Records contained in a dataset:

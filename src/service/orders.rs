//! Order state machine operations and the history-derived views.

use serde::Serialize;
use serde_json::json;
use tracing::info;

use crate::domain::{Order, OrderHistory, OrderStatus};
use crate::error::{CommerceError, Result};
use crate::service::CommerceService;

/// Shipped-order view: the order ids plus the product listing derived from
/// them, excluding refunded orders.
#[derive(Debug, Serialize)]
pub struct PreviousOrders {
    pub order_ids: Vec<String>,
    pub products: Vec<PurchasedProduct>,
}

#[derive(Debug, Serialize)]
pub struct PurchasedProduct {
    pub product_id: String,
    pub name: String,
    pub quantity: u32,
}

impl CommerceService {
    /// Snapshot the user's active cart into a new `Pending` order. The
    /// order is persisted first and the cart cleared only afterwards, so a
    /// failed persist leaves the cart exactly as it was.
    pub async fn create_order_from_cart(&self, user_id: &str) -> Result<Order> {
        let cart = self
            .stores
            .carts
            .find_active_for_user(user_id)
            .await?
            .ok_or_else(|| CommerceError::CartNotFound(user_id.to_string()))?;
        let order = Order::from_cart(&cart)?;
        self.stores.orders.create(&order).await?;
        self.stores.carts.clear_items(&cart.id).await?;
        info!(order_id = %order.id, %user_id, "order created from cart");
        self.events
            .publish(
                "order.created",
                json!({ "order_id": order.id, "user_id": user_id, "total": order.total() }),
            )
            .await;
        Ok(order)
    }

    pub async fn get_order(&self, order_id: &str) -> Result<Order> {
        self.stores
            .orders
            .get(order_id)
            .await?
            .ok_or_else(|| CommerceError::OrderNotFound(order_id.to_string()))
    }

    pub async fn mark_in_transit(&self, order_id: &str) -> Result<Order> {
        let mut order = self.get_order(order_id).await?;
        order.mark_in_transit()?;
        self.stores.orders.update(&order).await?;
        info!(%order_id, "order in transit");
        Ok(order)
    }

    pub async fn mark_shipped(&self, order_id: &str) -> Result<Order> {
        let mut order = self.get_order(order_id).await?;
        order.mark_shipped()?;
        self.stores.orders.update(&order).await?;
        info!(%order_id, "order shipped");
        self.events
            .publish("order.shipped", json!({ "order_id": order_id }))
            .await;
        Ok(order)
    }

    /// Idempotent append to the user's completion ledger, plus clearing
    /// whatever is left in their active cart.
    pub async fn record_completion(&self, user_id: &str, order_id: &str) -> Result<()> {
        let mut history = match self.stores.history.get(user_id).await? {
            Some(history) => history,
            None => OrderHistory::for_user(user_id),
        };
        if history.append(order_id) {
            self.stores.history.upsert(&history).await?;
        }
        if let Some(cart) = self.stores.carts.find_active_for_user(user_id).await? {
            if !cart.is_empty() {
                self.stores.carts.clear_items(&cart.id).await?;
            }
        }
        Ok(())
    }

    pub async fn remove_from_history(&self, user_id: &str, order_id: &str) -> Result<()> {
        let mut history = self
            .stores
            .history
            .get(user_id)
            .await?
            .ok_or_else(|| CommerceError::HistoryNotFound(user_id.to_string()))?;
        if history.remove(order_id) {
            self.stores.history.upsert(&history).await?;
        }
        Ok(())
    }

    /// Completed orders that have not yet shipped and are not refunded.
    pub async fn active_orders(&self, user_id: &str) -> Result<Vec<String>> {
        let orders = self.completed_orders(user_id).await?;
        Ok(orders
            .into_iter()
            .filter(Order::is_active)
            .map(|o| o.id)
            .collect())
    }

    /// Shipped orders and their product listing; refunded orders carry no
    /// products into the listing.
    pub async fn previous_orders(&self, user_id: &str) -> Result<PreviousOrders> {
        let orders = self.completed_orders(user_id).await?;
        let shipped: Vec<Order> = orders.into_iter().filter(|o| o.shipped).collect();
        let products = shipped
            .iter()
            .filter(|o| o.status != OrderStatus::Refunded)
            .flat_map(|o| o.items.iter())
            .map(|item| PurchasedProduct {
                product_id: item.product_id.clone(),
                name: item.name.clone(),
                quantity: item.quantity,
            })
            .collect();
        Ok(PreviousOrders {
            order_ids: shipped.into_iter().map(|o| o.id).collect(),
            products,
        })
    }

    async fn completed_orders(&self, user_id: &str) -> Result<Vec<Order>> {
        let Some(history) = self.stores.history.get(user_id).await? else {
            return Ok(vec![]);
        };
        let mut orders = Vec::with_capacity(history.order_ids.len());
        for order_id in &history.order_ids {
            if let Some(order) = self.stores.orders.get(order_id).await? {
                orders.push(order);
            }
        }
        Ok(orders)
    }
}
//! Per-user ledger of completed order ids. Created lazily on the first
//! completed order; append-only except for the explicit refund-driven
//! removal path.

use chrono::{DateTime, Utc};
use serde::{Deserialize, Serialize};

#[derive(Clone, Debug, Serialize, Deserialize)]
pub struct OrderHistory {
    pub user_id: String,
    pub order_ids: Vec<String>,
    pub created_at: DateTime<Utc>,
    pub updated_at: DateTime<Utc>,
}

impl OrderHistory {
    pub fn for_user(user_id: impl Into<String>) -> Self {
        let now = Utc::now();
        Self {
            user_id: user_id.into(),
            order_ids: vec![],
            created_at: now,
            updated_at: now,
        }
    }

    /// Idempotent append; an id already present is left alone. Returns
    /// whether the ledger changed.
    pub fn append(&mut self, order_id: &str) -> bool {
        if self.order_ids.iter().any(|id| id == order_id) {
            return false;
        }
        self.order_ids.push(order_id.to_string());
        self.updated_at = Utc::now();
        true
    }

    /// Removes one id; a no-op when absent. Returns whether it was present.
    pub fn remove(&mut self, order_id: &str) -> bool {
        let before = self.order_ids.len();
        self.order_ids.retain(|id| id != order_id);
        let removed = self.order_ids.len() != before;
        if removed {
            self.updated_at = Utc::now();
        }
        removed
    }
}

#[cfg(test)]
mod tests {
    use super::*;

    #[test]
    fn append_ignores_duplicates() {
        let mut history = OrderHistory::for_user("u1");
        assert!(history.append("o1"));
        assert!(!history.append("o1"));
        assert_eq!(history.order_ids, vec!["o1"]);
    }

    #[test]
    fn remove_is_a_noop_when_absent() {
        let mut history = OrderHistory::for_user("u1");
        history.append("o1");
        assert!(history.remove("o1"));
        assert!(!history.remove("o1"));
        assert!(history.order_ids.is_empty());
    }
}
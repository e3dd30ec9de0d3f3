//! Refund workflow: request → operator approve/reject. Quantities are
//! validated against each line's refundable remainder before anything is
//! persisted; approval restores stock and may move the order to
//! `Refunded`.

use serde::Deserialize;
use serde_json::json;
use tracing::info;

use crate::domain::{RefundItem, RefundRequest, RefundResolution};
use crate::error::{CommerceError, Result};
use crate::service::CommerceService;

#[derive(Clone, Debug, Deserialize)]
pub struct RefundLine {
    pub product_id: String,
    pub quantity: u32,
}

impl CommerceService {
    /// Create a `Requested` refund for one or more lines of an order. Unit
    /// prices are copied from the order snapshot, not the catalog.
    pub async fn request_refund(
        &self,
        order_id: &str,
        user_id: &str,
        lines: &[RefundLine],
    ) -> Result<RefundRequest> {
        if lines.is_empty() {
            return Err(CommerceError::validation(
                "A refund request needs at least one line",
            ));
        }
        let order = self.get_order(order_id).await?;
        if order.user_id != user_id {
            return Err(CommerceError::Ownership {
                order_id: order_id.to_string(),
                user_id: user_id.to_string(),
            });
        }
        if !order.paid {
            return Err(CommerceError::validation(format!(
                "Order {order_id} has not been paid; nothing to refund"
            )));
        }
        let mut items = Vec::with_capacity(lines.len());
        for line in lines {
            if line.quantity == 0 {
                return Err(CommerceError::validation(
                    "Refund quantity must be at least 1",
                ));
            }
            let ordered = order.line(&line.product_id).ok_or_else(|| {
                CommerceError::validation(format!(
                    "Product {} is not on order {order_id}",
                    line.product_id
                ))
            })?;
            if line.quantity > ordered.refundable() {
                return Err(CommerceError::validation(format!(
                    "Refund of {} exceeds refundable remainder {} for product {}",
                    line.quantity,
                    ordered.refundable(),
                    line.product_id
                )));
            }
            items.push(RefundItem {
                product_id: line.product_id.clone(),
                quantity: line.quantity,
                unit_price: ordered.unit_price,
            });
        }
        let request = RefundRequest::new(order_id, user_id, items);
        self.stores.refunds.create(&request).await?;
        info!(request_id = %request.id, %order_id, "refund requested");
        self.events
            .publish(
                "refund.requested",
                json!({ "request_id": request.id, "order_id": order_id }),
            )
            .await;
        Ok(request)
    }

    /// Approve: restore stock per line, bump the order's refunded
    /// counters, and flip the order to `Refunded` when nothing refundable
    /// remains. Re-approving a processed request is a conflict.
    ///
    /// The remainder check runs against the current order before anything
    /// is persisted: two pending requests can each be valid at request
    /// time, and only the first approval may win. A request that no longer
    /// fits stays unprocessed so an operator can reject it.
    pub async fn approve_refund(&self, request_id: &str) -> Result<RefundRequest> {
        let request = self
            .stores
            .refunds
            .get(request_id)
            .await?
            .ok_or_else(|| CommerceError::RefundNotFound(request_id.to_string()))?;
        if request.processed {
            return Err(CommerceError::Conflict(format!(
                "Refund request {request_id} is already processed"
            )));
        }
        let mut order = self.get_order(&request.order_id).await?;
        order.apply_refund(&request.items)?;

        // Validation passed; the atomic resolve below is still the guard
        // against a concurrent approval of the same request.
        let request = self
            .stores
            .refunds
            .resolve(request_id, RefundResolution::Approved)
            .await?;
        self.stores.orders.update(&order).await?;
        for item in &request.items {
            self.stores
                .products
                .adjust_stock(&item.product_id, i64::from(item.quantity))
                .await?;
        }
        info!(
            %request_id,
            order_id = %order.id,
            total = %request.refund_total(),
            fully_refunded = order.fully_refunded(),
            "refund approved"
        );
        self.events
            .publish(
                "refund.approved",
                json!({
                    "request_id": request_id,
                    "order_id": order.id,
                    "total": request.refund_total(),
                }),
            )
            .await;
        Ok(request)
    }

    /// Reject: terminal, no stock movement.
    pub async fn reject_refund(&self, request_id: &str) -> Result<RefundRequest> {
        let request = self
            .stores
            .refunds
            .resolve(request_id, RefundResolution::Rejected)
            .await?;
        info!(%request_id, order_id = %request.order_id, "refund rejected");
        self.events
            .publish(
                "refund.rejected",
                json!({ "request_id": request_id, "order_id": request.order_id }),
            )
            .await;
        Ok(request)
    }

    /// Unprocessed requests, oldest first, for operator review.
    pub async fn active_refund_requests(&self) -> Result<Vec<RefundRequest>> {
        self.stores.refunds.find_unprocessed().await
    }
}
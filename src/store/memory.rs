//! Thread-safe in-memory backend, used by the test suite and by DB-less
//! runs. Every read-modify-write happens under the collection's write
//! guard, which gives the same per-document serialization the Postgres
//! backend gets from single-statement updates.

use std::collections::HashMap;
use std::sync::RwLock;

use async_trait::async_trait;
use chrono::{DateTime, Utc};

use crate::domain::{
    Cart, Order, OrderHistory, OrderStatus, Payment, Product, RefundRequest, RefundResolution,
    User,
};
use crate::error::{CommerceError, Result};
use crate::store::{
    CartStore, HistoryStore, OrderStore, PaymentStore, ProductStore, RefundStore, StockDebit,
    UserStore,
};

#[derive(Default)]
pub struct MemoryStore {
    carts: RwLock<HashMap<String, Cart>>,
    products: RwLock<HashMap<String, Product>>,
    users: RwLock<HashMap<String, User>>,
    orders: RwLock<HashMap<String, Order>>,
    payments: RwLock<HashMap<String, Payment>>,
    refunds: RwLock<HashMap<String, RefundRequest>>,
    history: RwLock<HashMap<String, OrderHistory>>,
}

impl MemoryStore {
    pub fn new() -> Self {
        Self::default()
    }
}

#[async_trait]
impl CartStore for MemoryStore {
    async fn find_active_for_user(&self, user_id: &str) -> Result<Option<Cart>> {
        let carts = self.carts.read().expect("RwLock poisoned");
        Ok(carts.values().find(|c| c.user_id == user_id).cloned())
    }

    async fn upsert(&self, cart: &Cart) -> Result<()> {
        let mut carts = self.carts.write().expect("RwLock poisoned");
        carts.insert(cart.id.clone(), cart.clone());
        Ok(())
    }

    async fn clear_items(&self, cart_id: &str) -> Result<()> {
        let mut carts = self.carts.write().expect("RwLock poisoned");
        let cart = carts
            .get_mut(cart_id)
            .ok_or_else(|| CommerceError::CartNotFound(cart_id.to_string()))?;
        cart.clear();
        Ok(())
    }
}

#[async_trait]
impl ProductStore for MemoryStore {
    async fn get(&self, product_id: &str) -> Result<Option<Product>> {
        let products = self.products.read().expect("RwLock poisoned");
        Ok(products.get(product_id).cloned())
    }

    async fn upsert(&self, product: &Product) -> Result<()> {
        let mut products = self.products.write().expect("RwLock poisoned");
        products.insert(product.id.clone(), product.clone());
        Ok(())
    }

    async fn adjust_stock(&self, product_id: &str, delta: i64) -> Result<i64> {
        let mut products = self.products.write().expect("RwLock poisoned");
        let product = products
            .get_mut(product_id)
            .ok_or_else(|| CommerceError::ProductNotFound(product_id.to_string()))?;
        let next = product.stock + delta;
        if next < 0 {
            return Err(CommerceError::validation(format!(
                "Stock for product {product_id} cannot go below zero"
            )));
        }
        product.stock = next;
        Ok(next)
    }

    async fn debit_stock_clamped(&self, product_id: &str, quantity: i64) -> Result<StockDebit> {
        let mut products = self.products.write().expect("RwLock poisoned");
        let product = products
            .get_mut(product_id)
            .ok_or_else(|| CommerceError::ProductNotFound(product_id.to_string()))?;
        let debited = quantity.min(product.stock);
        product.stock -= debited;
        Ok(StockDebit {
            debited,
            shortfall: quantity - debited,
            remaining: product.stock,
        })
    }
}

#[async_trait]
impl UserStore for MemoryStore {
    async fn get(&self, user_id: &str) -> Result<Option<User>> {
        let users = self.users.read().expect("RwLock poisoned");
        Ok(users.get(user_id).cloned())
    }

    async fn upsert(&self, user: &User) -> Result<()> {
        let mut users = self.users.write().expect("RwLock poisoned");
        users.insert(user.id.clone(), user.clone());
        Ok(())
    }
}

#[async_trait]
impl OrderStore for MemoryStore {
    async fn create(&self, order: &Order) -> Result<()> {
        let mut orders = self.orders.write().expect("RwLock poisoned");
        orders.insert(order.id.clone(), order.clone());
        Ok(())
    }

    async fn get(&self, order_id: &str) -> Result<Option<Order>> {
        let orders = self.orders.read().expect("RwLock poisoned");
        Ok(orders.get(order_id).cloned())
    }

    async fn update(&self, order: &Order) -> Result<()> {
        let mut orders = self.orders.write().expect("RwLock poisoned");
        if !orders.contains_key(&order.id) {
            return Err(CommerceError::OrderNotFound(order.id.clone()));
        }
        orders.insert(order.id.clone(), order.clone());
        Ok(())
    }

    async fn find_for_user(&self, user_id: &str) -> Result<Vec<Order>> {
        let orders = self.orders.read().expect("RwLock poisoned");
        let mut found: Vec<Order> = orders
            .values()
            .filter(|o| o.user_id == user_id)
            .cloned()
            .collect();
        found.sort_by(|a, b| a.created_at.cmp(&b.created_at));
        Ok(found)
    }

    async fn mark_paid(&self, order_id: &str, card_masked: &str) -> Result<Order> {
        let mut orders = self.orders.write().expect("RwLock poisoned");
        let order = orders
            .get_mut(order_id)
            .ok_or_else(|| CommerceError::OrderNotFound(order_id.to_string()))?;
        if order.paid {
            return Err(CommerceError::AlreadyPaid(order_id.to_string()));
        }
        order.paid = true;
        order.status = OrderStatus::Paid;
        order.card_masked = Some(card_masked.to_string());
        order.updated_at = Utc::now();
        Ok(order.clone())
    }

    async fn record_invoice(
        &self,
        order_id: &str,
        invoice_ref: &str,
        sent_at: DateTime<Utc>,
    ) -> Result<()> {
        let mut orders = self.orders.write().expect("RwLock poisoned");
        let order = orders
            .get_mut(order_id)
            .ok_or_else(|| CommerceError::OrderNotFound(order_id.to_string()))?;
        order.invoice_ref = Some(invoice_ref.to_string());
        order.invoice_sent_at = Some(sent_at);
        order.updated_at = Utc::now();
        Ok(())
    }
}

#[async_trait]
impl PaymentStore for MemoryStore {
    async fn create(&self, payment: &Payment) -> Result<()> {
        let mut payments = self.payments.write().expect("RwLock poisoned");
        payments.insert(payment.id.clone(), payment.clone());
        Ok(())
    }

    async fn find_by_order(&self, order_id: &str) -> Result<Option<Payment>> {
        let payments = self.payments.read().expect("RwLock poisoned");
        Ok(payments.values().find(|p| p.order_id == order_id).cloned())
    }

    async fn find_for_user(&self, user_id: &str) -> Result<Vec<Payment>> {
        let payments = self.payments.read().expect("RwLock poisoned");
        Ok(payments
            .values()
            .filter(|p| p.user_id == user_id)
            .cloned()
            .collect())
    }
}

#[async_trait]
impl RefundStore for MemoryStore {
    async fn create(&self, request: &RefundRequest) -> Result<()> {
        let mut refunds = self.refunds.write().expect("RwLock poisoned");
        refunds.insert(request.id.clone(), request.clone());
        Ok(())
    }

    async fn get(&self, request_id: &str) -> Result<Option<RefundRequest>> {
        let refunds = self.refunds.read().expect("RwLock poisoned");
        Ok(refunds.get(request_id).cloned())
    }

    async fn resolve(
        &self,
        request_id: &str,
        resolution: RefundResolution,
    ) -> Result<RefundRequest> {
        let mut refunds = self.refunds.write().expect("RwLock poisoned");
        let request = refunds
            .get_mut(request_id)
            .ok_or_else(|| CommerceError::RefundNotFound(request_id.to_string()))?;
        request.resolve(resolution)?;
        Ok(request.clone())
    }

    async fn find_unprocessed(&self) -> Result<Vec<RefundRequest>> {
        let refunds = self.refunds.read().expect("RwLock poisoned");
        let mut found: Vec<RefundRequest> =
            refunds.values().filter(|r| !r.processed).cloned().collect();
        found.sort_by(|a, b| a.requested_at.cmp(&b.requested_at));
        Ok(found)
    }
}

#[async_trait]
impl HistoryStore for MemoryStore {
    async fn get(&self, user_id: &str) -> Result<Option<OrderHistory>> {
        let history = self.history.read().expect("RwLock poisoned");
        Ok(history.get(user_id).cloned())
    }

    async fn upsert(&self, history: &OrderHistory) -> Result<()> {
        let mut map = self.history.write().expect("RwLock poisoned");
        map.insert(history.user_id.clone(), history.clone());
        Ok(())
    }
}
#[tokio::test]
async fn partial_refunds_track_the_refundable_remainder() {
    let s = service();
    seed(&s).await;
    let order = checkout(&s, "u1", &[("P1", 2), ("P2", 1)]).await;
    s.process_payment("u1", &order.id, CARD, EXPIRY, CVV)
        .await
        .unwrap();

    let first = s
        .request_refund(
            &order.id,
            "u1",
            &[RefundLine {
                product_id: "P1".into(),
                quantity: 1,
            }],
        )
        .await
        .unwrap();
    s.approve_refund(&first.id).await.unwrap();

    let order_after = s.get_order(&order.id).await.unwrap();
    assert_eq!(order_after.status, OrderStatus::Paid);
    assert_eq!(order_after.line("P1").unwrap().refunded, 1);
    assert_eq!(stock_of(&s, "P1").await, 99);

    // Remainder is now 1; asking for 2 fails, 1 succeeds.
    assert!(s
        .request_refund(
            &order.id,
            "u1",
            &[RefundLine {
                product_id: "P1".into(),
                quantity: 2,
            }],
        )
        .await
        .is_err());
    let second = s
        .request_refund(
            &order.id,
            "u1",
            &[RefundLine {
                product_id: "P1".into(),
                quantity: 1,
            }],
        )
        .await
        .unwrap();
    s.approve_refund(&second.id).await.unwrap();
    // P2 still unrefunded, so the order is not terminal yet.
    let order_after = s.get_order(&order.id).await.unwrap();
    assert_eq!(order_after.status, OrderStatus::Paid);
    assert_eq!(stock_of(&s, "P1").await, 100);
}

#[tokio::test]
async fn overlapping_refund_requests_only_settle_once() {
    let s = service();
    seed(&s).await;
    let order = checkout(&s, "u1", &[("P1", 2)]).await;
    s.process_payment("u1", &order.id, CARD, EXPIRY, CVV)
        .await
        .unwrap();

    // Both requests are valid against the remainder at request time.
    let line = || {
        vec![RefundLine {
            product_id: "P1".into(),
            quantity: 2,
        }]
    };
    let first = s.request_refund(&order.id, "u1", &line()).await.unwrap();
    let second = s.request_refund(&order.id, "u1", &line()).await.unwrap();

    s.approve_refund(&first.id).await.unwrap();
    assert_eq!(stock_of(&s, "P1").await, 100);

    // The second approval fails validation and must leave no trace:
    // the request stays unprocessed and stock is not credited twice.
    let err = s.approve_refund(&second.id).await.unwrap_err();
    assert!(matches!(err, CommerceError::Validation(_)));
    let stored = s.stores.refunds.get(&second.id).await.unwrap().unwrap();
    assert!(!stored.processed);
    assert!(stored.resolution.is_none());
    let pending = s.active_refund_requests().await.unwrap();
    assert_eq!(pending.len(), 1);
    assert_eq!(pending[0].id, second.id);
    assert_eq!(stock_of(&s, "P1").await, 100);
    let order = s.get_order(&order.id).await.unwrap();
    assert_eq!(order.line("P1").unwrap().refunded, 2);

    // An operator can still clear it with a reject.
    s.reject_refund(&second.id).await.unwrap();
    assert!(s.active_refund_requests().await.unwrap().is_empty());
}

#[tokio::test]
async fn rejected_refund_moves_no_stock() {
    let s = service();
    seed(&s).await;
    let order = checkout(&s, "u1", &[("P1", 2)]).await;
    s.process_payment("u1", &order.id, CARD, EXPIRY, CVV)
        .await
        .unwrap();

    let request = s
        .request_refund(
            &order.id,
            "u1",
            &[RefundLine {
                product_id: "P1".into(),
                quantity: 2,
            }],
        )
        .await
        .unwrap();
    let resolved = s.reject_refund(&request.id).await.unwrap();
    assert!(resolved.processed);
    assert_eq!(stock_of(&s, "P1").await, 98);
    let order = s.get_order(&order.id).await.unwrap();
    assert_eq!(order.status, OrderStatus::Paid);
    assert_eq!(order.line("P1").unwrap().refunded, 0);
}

• What you are asked to do:
The output must consist solely of the lines from the first line of the records through the line containing "listing derived from", reproduced exactly.

• Written response:
filename src/service/orders.rs
//! Order state machine operations and the history-derived views.

use serde::Serialize;
use serde_json::json;
use tracing::info;

use crate::domain::{Order, OrderHistory, OrderStatus};
use crate::error::{CommerceError, Result};
use crate::service::CommerceService;

/// Shipped-order view: the order ids plus the product listing derived from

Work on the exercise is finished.